//! Canvas recording
//!
//! [`CaptureController`] drives the `Idle -> Recording -> Idle` cycle: it
//! picks a format, feeds the composed canvas and microphone samples to a
//! [`MediaEncoder`], collects the encoded segments and hands the finished
//! file to a [`DownloadSink`].

pub mod download;
pub mod encoder;
pub mod format;
pub mod timer;

pub use download::{recording_file_name, DownloadSink, FileDownloads};
pub use encoder::{AudioFormat, EncoderSettings, FfmpegEncoder, MediaEncoder};
pub use format::{select_format, FormatSupport, RecordingFormat};
pub use timer::RecordingTimer;

use std::path::PathBuf;
use std::time::Instant;

use chrono::{DateTime, Utc};
use image::imageops::FilterType;
use image::RgbaImage;

use crate::error::AppError;

#[derive(Debug, Clone, Copy, PartialEq, Eq)]
pub enum CaptureState {
    Idle,
    Recording,
}

/// An in-progress recording
#[derive(Debug)]
struct RecordingSession {
    format: RecordingFormat,
    started_at: DateTime<Utc>,
    frame_size: (u32, u32),
    chunks: Vec<Vec<u8>>,
    /// Time zero of the video stream
    clock_start: Instant,
    /// Frames accepted by the encoder
    frames: u64,
}

impl RecordingSession {
    fn collect(&mut self, segments: Vec<Vec<u8>>) {
        self.chunks
            .extend(segments.into_iter().filter(|segment| !segment.is_empty()));
    }

    fn byte_len(&self) -> usize {
        self.chunks.iter().map(Vec::len).sum()
    }

    /// Frames the stream should hold at `now`: one at time zero, then one
    /// per elapsed interval.
    fn frames_due(&self, now: Instant, fps: u32) -> u64 {
        let elapsed = now.saturating_duration_since(self.clock_start).as_nanos();
        (elapsed * fps as u128 / 1_000_000_000) as u64 + 1
    }
}

pub struct CaptureController<E: MediaEncoder, D: DownloadSink> {
    encoder: E,
    downloads: D,
    preferences: Vec<String>,
    fps: u32,
    session: Option<RecordingSession>,
    timer: RecordingTimer,
}

impl<E: MediaEncoder, D: DownloadSink> CaptureController<E, D> {
    pub fn new(encoder: E, downloads: D, preferences: Vec<String>, fps: u32) -> Self {
        Self {
            encoder,
            downloads,
            preferences,
            fps: fps.max(1),
            session: None,
            timer: RecordingTimer::default(),
        }
    }

    pub fn state(&self) -> CaptureState {
        if self.session.is_some() {
            CaptureState::Recording
        } else {
            CaptureState::Idle
        }
    }

    pub fn is_recording(&self) -> bool {
        self.session.is_some()
    }

    /// Mime type of the active recording
    pub fn active_format(&self) -> Option<&str> {
        self.session.as_ref().map(|s| s.format.mime.as_str())
    }

    /// Begin recording a canvas of `frame_size`, with audio when `audio` is
    /// the live microphone format.
    pub fn start_recording(
        &mut self,
        frame_size: (u32, u32),
        audio: Option<AudioFormat>,
        now: Instant,
        started_at: DateTime<Utc>,
    ) -> Result<&RecordingFormat, AppError> {
        if self.session.is_some() {
            return Err(AppError::AlreadyRecording);
        }
        if !self.encoder.is_available() {
            return Err(AppError::RecordingUnsupported(
                "no media encoder is available".to_string(),
            ));
        }
        let format = select_format(&self.preferences, &self.encoder).ok_or_else(|| {
            AppError::RecordingUnsupported(format!(
                "none of [{}] can be encoded",
                self.preferences.join(", ")
            ))
        })?;

        let (width, height) = frame_size;
        if width == 0 || height == 0 {
            return Err(AppError::RecordingUnsupported(
                "no video frame to record".to_string(),
            ));
        }
        // yuv420p needs even dimensions
        let frame_size = ((width & !1).max(2), (height & !1).max(2));

        self.encoder.start(&EncoderSettings {
            format: format.clone(),
            width: frame_size.0,
            height: frame_size.1,
            fps: self.fps,
            audio,
        })?;

        tracing::info!(
            "Recording started: {} at {}x{} {} fps{}",
            format.mime,
            frame_size.0,
            frame_size.1,
            self.fps,
            if audio.is_some() { " with audio" } else { "" }
        );

        self.timer.start(now);
        let session = self.session.insert(RecordingSession {
            format,
            started_at,
            frame_size,
            chunks: Vec::new(),
            clock_start: now,
            frames: 0,
        });
        Ok(&session.format)
    }

    /// Offer the composed canvas. The stream is constant rate, so the canvas
    /// is written as many times as needed to keep the frame count in step
    /// with wall-clock time; frames the encoder refuses stay owed. Returns
    /// the number of frames written.
    pub fn capture_frame(&mut self, canvas: &RgbaImage, now: Instant) -> Result<u64, AppError> {
        let fps = self.fps;
        let Some(session) = self.session.as_mut() else {
            return Ok(0);
        };
        if canvas.width() == 0 || canvas.height() == 0 {
            return Ok(0);
        }
        let owed = session.frames_due(now, fps).saturating_sub(session.frames);
        if owed == 0 {
            return Ok(0);
        }

        let (width, height) = session.frame_size;
        let scaled;
        let frame = if canvas.dimensions() == (width, height) {
            canvas
        } else {
            scaled = image::imageops::resize(canvas, width, height, FilterType::Triangle);
            &scaled
        };

        let mut written = 0;
        while written < owed {
            if !self.encoder.write_video(frame)? {
                break;
            }
            written += 1;
        }
        if owed > 1 {
            tracing::trace!("Caught up {} of {} owed frames", written, owed);
        }
        session.frames += written;
        Ok(written)
    }

    /// Forward microphone samples while recording
    pub fn capture_audio(&mut self, samples: &[f32]) -> Result<(), AppError> {
        if self.session.is_none() || samples.is_empty() {
            return Ok(());
        }
        self.encoder.write_audio(samples)
    }

    /// Collect encoder output and advance the timer. Returns true if the
    /// timer text changed.
    pub fn poll(&mut self, now: Instant) -> bool {
        if let Some(session) = self.session.as_mut() {
            session.collect(self.encoder.take_segments());
        }
        self.timer.tick(now)
    }

    /// Finish the recording and deliver it as one file
    pub fn stop_recording(&mut self) -> Result<PathBuf, AppError> {
        let mut session = self.session.take().ok_or(AppError::NotRecording)?;
        self.timer.stop();

        session.collect(self.encoder.take_segments());
        let remaining = self.encoder.finish()?;
        session.collect(remaining);

        let bytes = session.byte_len();
        tracing::info!(
            "Recording stopped: {} frames, {} segments, {} bytes",
            session.frames,
            session.chunks.len(),
            bytes
        );
        if bytes == 0 {
            return Err(AppError::RecordingEmpty);
        }

        let data = session.chunks.concat();
        let name = recording_file_name(session.started_at, session.format.extension());
        self.downloads.deliver(&name, &data)
    }

    pub fn timer_text(&self) -> Option<String> {
        self.timer.text()
    }

    pub fn encoder(&self) -> &E {
        &self.encoder
    }
}

#[cfg(test)]
mod tests {
    use super::*;
    use chrono::TimeZone;
    use std::time::Duration;

    #[derive(Default)]
    struct FakeEncoder {
        supported: Vec<&'static str>,
        started: Option<EncoderSettings>,
        frames: Vec<(u32, u32)>,
        /// Refuse every nth write, as a backed-up encoder would
        refuse_every: Option<usize>,
        write_attempts: usize,
        audio_samples: usize,
        pending: Vec<Vec<u8>>,
        tail: Vec<Vec<u8>>,
    }

    impl FormatSupport for FakeEncoder {
        fn is_type_supported(&self, mime: &str) -> bool {
            self.supported.contains(&mime)
        }
    }

    impl MediaEncoder for FakeEncoder {
        fn start(&mut self, settings: &EncoderSettings) -> Result<(), AppError> {
            self.started = Some(settings.clone());
            Ok(())
        }

        fn write_video(&mut self, frame: &RgbaImage) -> Result<bool, AppError> {
            self.write_attempts += 1;
            if let Some(n) = self.refuse_every {
                if self.write_attempts % n == 0 {
                    return Ok(false);
                }
            }
            self.frames.push(frame.dimensions());
            Ok(true)
        }

        fn write_audio(&mut self, samples: &[f32]) -> Result<(), AppError> {
            self.audio_samples += samples.len();
            Ok(())
        }

        fn take_segments(&mut self) -> Vec<Vec<u8>> {
            std::mem::take(&mut self.pending)
        }

        fn finish(&mut self) -> Result<Vec<Vec<u8>>, AppError> {
            self.started = None;
            Ok(std::mem::take(&mut self.tail))
        }
    }

    #[derive(Default)]
    struct MemoryDownloads {
        files: Vec<(String, Vec<u8>)>,
    }

    impl DownloadSink for MemoryDownloads {
        fn deliver(&mut self, file_name: &str, data: &[u8]) -> Result<PathBuf, AppError> {
            self.files.push((file_name.to_string(), data.to_vec()));
            Ok(PathBuf::from(file_name))
        }
    }

    const VP9: &str = "video/webm;codecs=vp9,opus";
    const VP8: &str = "video/webm;codecs=vp8,opus";
    const MP4: &str = "video/mp4;codecs=avc1,mp4a";

    fn controller(supported: Vec<&'static str>) -> CaptureController<FakeEncoder, MemoryDownloads> {
        let encoder = FakeEncoder {
            supported,
            ..Default::default()
        };
        let prefs = vec![VP9.to_string(), VP8.to_string(), MP4.to_string()];
        CaptureController::new(encoder, MemoryDownloads::default(), prefs, 30)
    }

    fn started_at() -> DateTime<Utc> {
        Utc.with_ymd_and_hms(2024, 5, 1, 12, 30, 7).unwrap()
    }

    #[test]
    fn test_empty_recording_delivers_nothing() {
        let mut capture = controller(vec![VP8]);
        capture
            .start_recording((640, 480), None, Instant::now(), started_at())
            .unwrap();
        assert_eq!(capture.state(), CaptureState::Recording);

        assert_eq!(capture.stop_recording(), Err(AppError::RecordingEmpty));
        assert_eq!(capture.state(), CaptureState::Idle);
        assert!(capture.downloads.files.is_empty());
        assert_eq!(capture.timer_text(), None);
    }

    #[test]
    fn test_stop_while_idle_is_an_error() {
        let mut capture = controller(vec![VP8]);
        assert_eq!(capture.stop_recording(), Err(AppError::NotRecording));
        assert_eq!(capture.state(), CaptureState::Idle);
    }

    #[test]
    fn test_start_twice_is_rejected() {
        let mut capture = controller(vec![VP8]);
        let now = Instant::now();
        capture.start_recording((640, 480), None, now, started_at()).unwrap();
        assert_eq!(
            capture.start_recording((640, 480), None, now, started_at()),
            Err(AppError::AlreadyRecording)
        );
        assert_eq!(capture.active_format(), Some(VP8));
    }

    #[test]
    fn test_unsupported_formats() {
        let mut capture = controller(vec![]);
        let result = capture.start_recording((640, 480), None, Instant::now(), started_at());
        assert!(matches!(result, Err(AppError::RecordingUnsupported(_))));
        assert_eq!(capture.state(), CaptureState::Idle);
    }

    #[test]
    fn test_segments_concatenated_into_one_file() {
        let mut capture = controller(vec![MP4, VP9]);
        let t0 = Instant::now();
        let audio = AudioFormat {
            sample_rate: 48_000,
            channels: 1,
        };
        let format = capture
            .start_recording((640, 480), Some(audio), t0, started_at())
            .unwrap();
        assert_eq!(format.mime, VP9);

        let canvas = RgbaImage::new(640, 480);
        assert_eq!(capture.capture_frame(&canvas, t0).unwrap(), 1);
        capture.capture_audio(&[0.0; 480]).unwrap();

        capture.encoder.pending = vec![b"ab".to_vec(), Vec::new()];
        capture.poll(t0 + Duration::from_millis(10));
        capture.encoder.tail = vec![b"cd".to_vec()];

        let path = capture.stop_recording().unwrap();
        assert_eq!(path, PathBuf::from("recording-2024-05-01T12-30-07.000Z.webm"));
        assert_eq!(capture.downloads.files.len(), 1);
        assert_eq!(capture.downloads.files[0].1, b"abcd");
        assert_eq!(capture.encoder.audio_samples, 480);
    }

    #[test]
    fn test_frames_throttled_and_scaled() {
        let mut capture = controller(vec![VP8]);
        let t0 = Instant::now();
        capture.start_recording((640, 480), None, t0, started_at()).unwrap();

        let canvas = RgbaImage::new(320, 240);
        assert_eq!(capture.capture_frame(&canvas, t0).unwrap(), 1);
        assert_eq!(capture.capture_frame(&canvas, t0 + Duration::from_millis(10)).unwrap(), 0);
        assert_eq!(capture.capture_frame(&canvas, t0 + Duration::from_millis(40)).unwrap(), 1);

        assert_eq!(capture.encoder.frames, vec![(640, 480), (640, 480)]);
    }

    /// Render ticks at 60 Hz for ten seconds
    fn sixty_hz_ticks(capture: &mut CaptureController<FakeEncoder, MemoryDownloads>, t0: Instant) {
        let canvas = RgbaImage::new(64, 48);
        let tick = Duration::from_nanos(1_000_000_000 / 60);
        for i in 0..600 {
            capture.capture_frame(&canvas, t0 + tick * i).unwrap();
        }
    }

    #[test]
    fn test_frame_count_follows_wall_clock_at_render_rate() {
        let mut capture = controller(vec![VP8]);
        let t0 = Instant::now();
        capture.start_recording((64, 48), None, t0, started_at()).unwrap();

        sixty_hz_ticks(&mut capture, t0);
        assert_eq!(capture.encoder.frames.len(), 300);
    }

    #[test]
    fn test_refused_frames_are_written_later() {
        let mut capture = controller(vec![VP8]);
        capture.encoder.refuse_every = Some(3);
        let t0 = Instant::now();
        capture.start_recording((64, 48), None, t0, started_at()).unwrap();

        sixty_hz_ticks(&mut capture, t0);
        assert!(capture.encoder.write_attempts > 300);
        assert_eq!(capture.encoder.frames.len(), 300);
    }

    #[test]
    fn test_stalled_ticks_are_caught_up() {
        let mut capture = controller(vec![VP8]);
        let t0 = Instant::now();
        capture.start_recording((64, 48), None, t0, started_at()).unwrap();

        let canvas = RgbaImage::new(64, 48);
        assert_eq!(capture.capture_frame(&canvas, t0).unwrap(), 1);
        assert_eq!(capture.capture_frame(&canvas, t0 + Duration::from_secs(1)).unwrap(), 30);
        assert_eq!(capture.encoder.frames.len(), 31);
    }

    #[test]
    fn test_idle_controller_ignores_frames() {
        let mut capture = controller(vec![VP8]);
        let canvas = RgbaImage::new(64, 48);
        assert_eq!(capture.capture_frame(&canvas, Instant::now()).unwrap(), 0);
        capture.capture_audio(&[0.5; 16]).unwrap();
        assert!(capture.encoder.frames.is_empty());
        assert_eq!(capture.encoder.audio_samples, 0);
    }

    #[test]
    fn test_timer_follows_recording() {
        let mut capture = controller(vec![VP8]);
        let t0 = Instant::now();
        capture.start_recording((64, 48), None, t0, started_at()).unwrap();
        assert_eq!(capture.timer_text().as_deref(), Some("REC 00:00"));
        assert!(capture.poll(t0 + Duration::from_millis(2500)));
        assert_eq!(capture.timer_text().as_deref(), Some("REC 00:02"));
    }
}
........
(Directions for this task)
Of the records above, copy each line that includes "Returns".

(Task output)
    /// with wall-clock time; frames the encoder refuses stay owed. Returns
    /// Collect encoder output and advance the timer. Returns true if the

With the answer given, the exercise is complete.